La cuestión es que, las ciudades, además de acumular problemas propios, no dejan de manifestar los problemas que tiene la sociedad en la que se encuentran. Por eso mismo, la ciudad inteligente no puede ser la solución mágica y todopoderosa que haga desaparecer la desigualdad, los atascos, la contaminación y, si me apuras, a tu vecino el que te despierta todas las noches a las 3 de la mañana. La smart city no deja de ser una herramienta que nos puede ayudar a solucionar parte de los problemas que caracterizan hoy las ciudades. Si lo hacen en el marco de la eficiencia y nos dotan de herramientas que nos ayuden a evaluar las soluciones y los problemas, mejor todavía.
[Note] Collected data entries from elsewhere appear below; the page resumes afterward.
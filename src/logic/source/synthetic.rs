//! Synthetic Source - Demo data generator
//!
//! Mostly benign traffic with occasional threats, skewed like the training
//! data. Used for demo mode and whenever the live endpoint is down.

use chrono::Utc;
use rand::rngs::StdRng;
use rand::{Rng, SeedableRng};
use std::collections::BTreeMap;

use super::EventSource;
use crate::constants::FEATURE_COUNT;
use crate::error::DashboardResult;
use crate::logic::event::{ClassificationEvent, EventId};
use crate::logic::labels::ThreatLabel;

/// Label weights, same order as `ThreatLabel::ALL`
const LABEL_WEIGHTS: [f64; 7] = [0.804, 0.057, 0.057, 0.057, 0.017, 0.004, 0.004];

/// Floor for non-selected class probabilities before normalisation
const MIN_PROBABILITY: f64 = 0.01;

pub struct SyntheticSource {
    rng: StdRng,
}

impl Default for SyntheticSource {
    fn default() -> Self {
        Self::new()
    }
}

impl SyntheticSource {
    pub fn new() -> Self {
        Self {
            rng: StdRng::from_entropy(),
        }
    }

    /// Deterministic generator for tests
    pub fn with_seed(seed: u64) -> Self {
        Self {
            rng: StdRng::seed_from_u64(seed),
        }
    }

    /// Weighted random label
    fn pick_label(&mut self) -> ThreatLabel {
        let roll: f64 = self.rng.gen();
        let mut cumulative = 0.0;
        for (label, weight) in ThreatLabel::ALL.iter().zip(LABEL_WEIGHTS) {
            cumulative += weight;
            if roll <= cumulative {
                return *label;
            }
        }
        ThreatLabel::Benign
    }

    /// Build one synthetic event
    pub fn generate(&mut self) -> ClassificationEvent {
        let label = self.pick_label();

        // Confidence 75-99% - the model is usually pretty sure
        let raw_confidence: f64 = self.rng.gen_range(0.75..0.99);

        // Selected class gets the confidence, the rest share what's left
        let others = (ThreatLabel::ALL.len() - 1) as f64;
        let remaining = 1.0 - raw_confidence;
        let mut probabilities: BTreeMap<String, f64> = ThreatLabel::ALL
            .iter()
            .map(|l| {
                let p = if *l == label {
                    raw_confidence
                } else {
                    (remaining / others * self.rng.gen_range(0.5..1.5)).max(MIN_PROBABILITY)
                };
                (l.as_str().to_string(), p)
            })
            .collect();

        let total: f64 = probabilities.values().sum();
        for p in probabilities.values_mut() {
            *p /= total;
        }

        let confidence = probabilities
            .get(label.as_str())
            .copied()
            .unwrap_or(raw_confidence);

        let features = (0..FEATURE_COUNT)
            .map(|_| self.rng.gen_range(-2.0..2.0))
            .collect();

        let now = Utc::now();
        ClassificationEvent {
            id: EventId::generate(now),
            timestamp: now,
            label: label.as_str().to_string(),
            confidence,
            class_probabilities: probabilities,
            features,
        }
    }
}

impl EventSource for SyntheticSource {
    async fn fetch_next(&mut self) -> DashboardResult<ClassificationEvent> {
        Ok(self.generate())
    }
}
//! ThreatWatch - Main Entry Point
//!
//! Headless runner: polls the classifier and logs a one-line summary for
//! every published snapshot.

use threatwatch_core::constants::{APP_NAME, APP_VERSION};
use threatwatch_core::{Config, ConfiguredSource, DashboardService, DashboardSnapshot, StatusCell};

#[tokio::main]
async fn main() {
    env_logger::Builder::from_env(env_logger::Env::default().default_filter_or("info")).init();

    log::info!("Starting {} v{}...", APP_NAME, APP_VERSION);

    let config = Config::from_env();
    log::info!("   Endpoint: {}", config.predict_url());
    log::info!("   Source: {:?}", config.source);
    log::info!("   Poll interval: {}s", config.poll_interval.as_secs());

    let status = StatusCell::default();
    let source = match ConfiguredSource::from_config(&config, status.clone()) {
        Ok(source) => source,
        Err(e) => {
            log::error!("Failed to initialize event source: {}", e);
            return;
        }
    };

    let handle = DashboardService::spawn(&config, source, status);
    let mut snapshots = handle.subscribe();

    loop {
        let changed = tokio::select! {
            changed = snapshots.changed() => changed.is_ok(),
            _ = tokio::signal::ctrl_c() => {
                log::info!("Shutting down...");
                false
            }
        };
        if !changed {
            break;
        }

        let snapshot = snapshots.borrow_and_update().clone();
        log_summary(&snapshot);
    }

    handle.shutdown().await;
}

fn log_summary(snapshot: &DashboardSnapshot) {
    let view = &snapshot.view;
    log::info!(
        "[{}] {} {} ({:.1}%) | total={} threats={} ({:.1}%) rate={:.1}/s | alerts={}",
        snapshot.connection_text,
        view.current.headline,
        view.current.label,
        view.current.confidence * 100.0,
        view.stats.total,
        view.stats.threat_count,
        view.stats.threat_ratio,
        view.stats.rate,
        view.alerts.len(),
    );
}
Pero, de la misma manera que la Inteligencia Artificial (otra gran promesa) tiene sus luces y sus sombras, por mucho algoritmo y sensor que instalemos, necesitaremos ser capaces de repensar qué sociedad queremos ser, cómo abordamos los problemas, cómo hacemos que las ciudades sean vivibles y cómo desarrollamos las políticas públicas adecuadas. Entonces sí podremos apoyarnos en todas las herramientas tecnológicas a nuestro alcance, en la ciencia de la computación y, si hace falta y nos es útil, hasta en la ciencia de los hornos pirolíticos. Solo entonces tendremos menos dudas sobre la inteligencia de las ciudades.
Irene Lebrusán es Doctora en Sociología, profesora de la Universidad Autónoma de Madrid y autora del libro La vivienda en la vejez: problemas y estrategias para envejecer en sociedad.